Task prompt.
Show all lines of the entries in which the word "borrow" is found.

Start of Block

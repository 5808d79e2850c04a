use graft::driver::Row;
use graft::inflate::{downcast, inflater, wirer, TreeInflater};
use graft::key::KeyAssembler;
use graft::schema::db::Schema;
use graft::schema::mapping::{JoinNodeId, JoinTree};
use graft::stmt::{Type, Value};

use std::cell::RefCell;
use std::rc::Rc;

#[derive(Debug)]
struct User {
    id: i64,
    name: String,
    orders: Vec<Rc<RefCell<Order>>>,
}

#[derive(Debug)]
struct Order {
    id: i64,
    total: i64,
    items: Vec<Rc<RefCell<Item>>>,
}

#[derive(Debug)]
struct Item {
    id: i64,
    sku: String,
}

fn schema() -> Schema {
    Schema::builder()
        .table("users", |t| {
            t.column("id", Type::I64).primary_key();
            t.column("name", Type::Text);
        })
        .table("orders", |t| {
            t.column("id", Type::I64).primary_key();
            t.column("user_id", Type::I64);
            t.column("total", Type::I64);
        })
        .table("items", |t| {
            t.column("id", Type::I64).primary_key();
            t.column("order_id", Type::I64);
            t.column("sku", Type::Text);
        })
        .build()
        .unwrap()
}

/// users ← orders tree, nodes aliased t0 and t1.
fn two_level_tree(schema: &Schema) -> (JoinTree, JoinNodeId) {
    let users = schema.table_named("users").unwrap();
    let orders = schema.table_named("orders").unwrap();

    let mut builder = JoinTree::builder(schema);
    let root = builder
        .root(users.id, &[users.columns[0].id, users.columns[1].id])
        .unwrap();
    let child = builder
        .join_many(
            root,
            orders.id,
            &[orders.columns[0].id, orders.columns[2].id],
            &[(users.columns[0].id, orders.columns[1].id)],
        )
        .unwrap();
    (builder.build().unwrap(), child)
}

fn two_level_inflater<'a>(schema: &Schema, tree: &'a JoinTree, child: JoinNodeId) -> TreeInflater<'a> {
    let user_keys = KeyAssembler::for_node(schema, tree.root()).unwrap();
    let order_keys = KeyAssembler::for_node(schema, tree.node(child)).unwrap();

    let users = inflater::<User, _, _>(
        move |row, ordinal| user_keys.assemble(row, ordinal),
        |row, _| {
            Ok(User {
                id: row.get("t0_id").unwrap().clone().to_i64()?,
                name: row.get("t0_name").unwrap().clone().to_string()?,
                orders: vec![],
            })
        },
    );
    let orders = inflater::<Order, _, _>(
        move |row, ordinal| order_keys.assemble(row, ordinal),
        |row, _| {
            Ok(Order {
                id: row.get("t1_id").unwrap().clone().to_i64()?,
                total: row.get("t1_total").unwrap().clone().to_i64()?,
                items: vec![],
            })
        },
    );
    let wire = wirer::<User, Order, _>(|user, order| user.orders.push(order));

    TreeInflater::new(tree)
        .root(users)
        .child(child, orders, wire)
        .unwrap()
}

fn user_order_row(user: i64, name: &str, order: Option<(i64, i64)>) -> Row {
    Row::from_pairs([
        ("t0_id", Value::from(user)),
        ("t0_name", Value::from(name)),
        ("t1_id", order.map(|(id, _)| Value::from(id)).unwrap_or(Value::Null)),
        (
            "t1_total",
            order.map(|(_, total)| Value::from(total)).unwrap_or(Value::Null),
        ),
    ])
}

#[test]
fn fan_out_collapses_to_one_parent() {
    let schema = schema();
    let (tree, child) = two_level_tree(&schema);
    let engine = two_level_inflater(&schema, &tree, child);

    // One "one" row repeated once per "many" row.
    let rows = vec![
        user_order_row(1, "alice", Some((10, 100))),
        user_order_row(1, "alice", Some((11, 250))),
        user_order_row(1, "alice", Some((12, 75))),
    ];

    let roots = engine.inflate(&rows).unwrap();
    assert_eq!(1, roots.len());

    let user = downcast::<User>(&roots[0]).unwrap();
    let user = user.borrow();
    assert_eq!("alice", user.name);
    assert_eq!(3, user.orders.len());

    let order_ids: Vec<i64> = user.orders.iter().map(|o| o.borrow().id).collect();
    assert_eq!(vec![10, 11, 12], order_ids);
}

#[test]
fn repeated_rows_do_not_double_append() {
    let schema = schema();
    let (tree, child) = two_level_tree(&schema);
    let engine = two_level_inflater(&schema, &tree, child);

    let row = user_order_row(1, "alice", Some((10, 100)));
    let roots = engine.inflate(&[row.clone(), row]).unwrap();

    assert_eq!(1, roots.len());
    let user = downcast::<User>(&roots[0]).unwrap();
    assert_eq!(1, user.borrow().orders.len());
}

#[test]
fn null_child_identifier_skips_the_node() {
    let schema = schema();
    let (tree, child) = two_level_tree(&schema);
    let engine = two_level_inflater(&schema, &tree, child);

    let rows = vec![
        user_order_row(1, "alice", None),
        user_order_row(2, "bob", Some((20, 40))),
    ];

    let roots = engine.inflate(&rows).unwrap();
    assert_eq!(2, roots.len());

    let alice = downcast::<User>(&roots[0]).unwrap();
    assert!(alice.borrow().orders.is_empty());

    let bob = downcast::<User>(&roots[1]).unwrap();
    assert_eq!(1, bob.borrow().orders.len());
}

#[test]
fn roots_come_back_in_first_seen_order() {
    let schema = schema();
    let (tree, child) = two_level_tree(&schema);
    let engine = two_level_inflater(&schema, &tree, child);

    let rows = vec![
        user_order_row(3, "carol", Some((30, 10))),
        user_order_row(1, "alice", Some((10, 20))),
        user_order_row(3, "carol", Some((31, 30))),
        user_order_row(2, "bob", Some((21, 40))),
    ];

    let roots = engine.inflate(&rows).unwrap();
    let ids: Vec<i64> = roots
        .iter()
        .map(|root| downcast::<User>(root).unwrap().borrow().id)
        .collect();
    assert_eq!(vec![3, 1, 2], ids);
}

#[test]
fn a_second_pass_starts_from_a_fresh_identity_map() {
    let schema = schema();
    let (tree, child) = two_level_tree(&schema);
    let engine = two_level_inflater(&schema, &tree, child);

    let rows = vec![user_order_row(1, "alice", Some((10, 100)))];

    let first = engine.inflate(&rows).unwrap();
    let second = engine.inflate(&rows).unwrap();

    let a = downcast::<User>(&first[0]).unwrap();
    let b = downcast::<User>(&second[0]).unwrap();
    assert!(!Rc::ptr_eq(&a, &b));
    assert_eq!(1, b.borrow().orders.len());
}

#[test]
fn decode_failure_carries_the_row_ordinal() {
    let schema = schema();
    let (tree, child) = two_level_tree(&schema);
    let engine = two_level_inflater(&schema, &tree, child);

    let rows = vec![
        user_order_row(1, "alice", Some((10, 100))),
        Row::from_pairs([
            ("t0_id", Value::from("not-an-id")),
            ("t0_name", Value::from("mallory")),
            ("t1_id", Value::Null),
            ("t1_total", Value::Null),
        ]),
    ];

    let err = engine.inflate(&rows).unwrap_err();
    assert!(err.is_decode());
    let rendered = err.to_string();
    assert!(rendered.contains("users.id"), "{rendered}");
    assert!(rendered.contains("row 1"), "{rendered}");
}

#[test]
fn unbound_nodes_are_a_configuration_error() {
    let schema = schema();
    let (tree, _) = two_level_tree(&schema);

    let user_keys = KeyAssembler::for_node(&schema, tree.root()).unwrap();
    let engine = TreeInflater::new(&tree).root(inflater::<User, _, _>(
        move |row, ordinal| user_keys.assemble(row, ordinal),
        |_, _| unreachable!("never inflated"),
    ));

    let err = engine.inflate(&[]).unwrap_err();
    assert!(err.is_configuration());
}

#[test]
fn absent_mid_level_skips_the_whole_subtree() {
    let schema = schema();
    let users = schema.table_named("users").unwrap();
    let orders = schema.table_named("orders").unwrap();
    let items = schema.table_named("items").unwrap();

    let mut builder = JoinTree::builder(&schema);
    let root = builder
        .root(users.id, &[users.columns[0].id, users.columns[1].id])
        .unwrap();
    let mid = builder
        .join_many(
            root,
            orders.id,
            &[orders.columns[0].id, orders.columns[2].id],
            &[(users.columns[0].id, orders.columns[1].id)],
        )
        .unwrap();
    let leaf = builder
        .join_many(
            mid,
            items.id,
            &[items.columns[0].id, items.columns[2].id],
            &[(orders.columns[0].id, items.columns[1].id)],
        )
        .unwrap();
    let tree = builder.build().unwrap();

    let user_keys = KeyAssembler::for_node(&schema, tree.root()).unwrap();
    let order_keys = KeyAssembler::for_node(&schema, tree.node(mid)).unwrap();
    let item_keys = KeyAssembler::for_node(&schema, tree.node(leaf)).unwrap();

    let engine = TreeInflater::new(&tree)
        .root(inflater::<User, _, _>(
            move |row, ordinal| user_keys.assemble(row, ordinal),
            |row, _| {
                Ok(User {
                    id: row.get("t0_id").unwrap().clone().to_i64()?,
                    name: row.get("t0_name").unwrap().clone().to_string()?,
                    orders: vec![],
                })
            },
        ))
        .child(
            mid,
            inflater::<Order, _, _>(
                move |row, ordinal| order_keys.assemble(row, ordinal),
                |row, _| {
                    Ok(Order {
                        id: row.get("t1_id").unwrap().clone().to_i64()?,
                        total: row.get("t1_total").unwrap().clone().to_i64()?,
                        items: vec![],
                    })
                },
            ),
            wirer::<User, Order, _>(|user, order| user.orders.push(order)),
        )
        .unwrap()
        .child(
            leaf,
            inflater::<Item, _, _>(
                move |row, ordinal| item_keys.assemble(row, ordinal),
                |row, _| {
                    Ok(Item {
                        id: row.get("t2_id").unwrap().clone().to_i64()?,
                        sku: row.get("t2_sku").unwrap().clone().to_string()?,
                    })
                },
            ),
            wirer::<Order, Item, _>(|order, item| order.items.push(item)),
        )
        .unwrap();

    // The order is absent; the item columns still carry values, but with an
    // unresolved parent the leaf must not inflate or wire.
    let rows = vec![Row::from_pairs([
        ("t0_id", Value::from(1i64)),
        ("t0_name", Value::from("alice")),
        ("t1_id", Value::Null),
        ("t1_total", Value::Null),
        ("t2_id", Value::from(99i64)),
        ("t2_sku", Value::from("stray")),
    ])];

    let roots = engine.inflate(&rows).unwrap();
    assert_eq!(1, roots.len());
    let user = downcast::<User>(&roots[0]).unwrap();
    assert!(user.borrow().orders.is_empty());
}

#[test]
fn item_graphs_nest_two_levels_deep() {
    let schema = schema();
    let users = schema.table_named("users").unwrap();
    let orders = schema.table_named("orders").unwrap();
    let items = schema.table_named("items").unwrap();

    let mut builder = JoinTree::builder(&schema);
    let root = builder
        .root(users.id, &[users.columns[0].id, users.columns[1].id])
        .unwrap();
    let mid = builder
        .join_many(
            root,
            orders.id,
            &[orders.columns[0].id, orders.columns[2].id],
            &[(users.columns[0].id, orders.columns[1].id)],
        )
        .unwrap();
    let leaf = builder
        .join_many(
            mid,
            items.id,
            &[items.columns[0].id, items.columns[2].id],
            &[(orders.columns[0].id, items.columns[1].id)],
        )
        .unwrap();
    let tree = builder.build().unwrap();

    let user_keys = KeyAssembler::for_node(&schema, tree.root()).unwrap();
    let order_keys = KeyAssembler::for_node(&schema, tree.node(mid)).unwrap();
    let item_keys = KeyAssembler::for_node(&schema, tree.node(leaf)).unwrap();

    let engine = TreeInflater::new(&tree)
        .root(inflater::<User, _, _>(
            move |row, ordinal| user_keys.assemble(row, ordinal),
            |row, _| {
                Ok(User {
                    id: row.get("t0_id").unwrap().clone().to_i64()?,
                    name: row.get("t0_name").unwrap().clone().to_string()?,
                    orders: vec![],
                })
            },
        ))
        .child(
            mid,
            inflater::<Order, _, _>(
                move |row, ordinal| order_keys.assemble(row, ordinal),
                |row, _| {
                    Ok(Order {
                        id: row.get("t1_id").unwrap().clone().to_i64()?,
                        total: row.get("t1_total").unwrap().clone().to_i64()?,
                        items: vec![],
                    })
                },
            ),
            wirer::<User, Order, _>(|user, order| user.orders.push(order)),
        )
        .unwrap()
        .child(
            leaf,
            inflater::<Item, _, _>(
                move |row, ordinal| item_keys.assemble(row, ordinal),
                |row, _| {
                    Ok(Item {
                        id: row.get("t2_id").unwrap().clone().to_i64()?,
                        sku: row.get("t2_sku").unwrap().clone().to_string()?,
                    })
                },
            ),
            wirer::<Order, Item, _>(|order, item| order.items.push(item)),
        )
        .unwrap();

    // One order fans out over two items; the user row repeats twice.
    let row = |item: i64, sku: &str| {
        Row::from_pairs([
            ("t0_id", Value::from(1i64)),
            ("t0_name", Value::from("alice")),
            ("t1_id", Value::from(10i64)),
            ("t1_total", Value::from(100i64)),
            ("t2_id", Value::from(item)),
            ("t2_sku", Value::from(sku)),
        ])
    };
    let rows = vec![row(100, "bolt"), row(101, "nut")];

    let roots = engine.inflate(&rows).unwrap();
    assert_eq!(1, roots.len());

    let user = downcast::<User>(&roots[0]).unwrap();
    let user = user.borrow();
    assert_eq!(1, user.orders.len());

    let order = user.orders[0].borrow();
    let skus: Vec<String> = order.items.iter().map(|i| i.borrow().sku.clone()).collect();
    assert_eq!(vec!["bolt".to_string(), "nut".to_string()], skus);
}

End of Block

Written answer.
    let user = user.borrow();
    let order_ids: Vec<i64> = user.orders.iter().map(|o| o.borrow().id).collect();
    assert_eq!(1, user.borrow().orders.len());
    assert!(alice.borrow().orders.is_empty());
    assert_eq!(1, bob.borrow().orders.len());
        .map(|root| downcast::<User>(root).unwrap().borrow().id)
    assert_eq!(1, b.borrow().orders.len());
    assert!(user.borrow().orders.is_empty());
    let user = user.borrow();
    let order = user.orders[0].borrow();
    let skus: Vec<String> = order.items.iter().map(|i| i.borrow().sku.clone()).collect();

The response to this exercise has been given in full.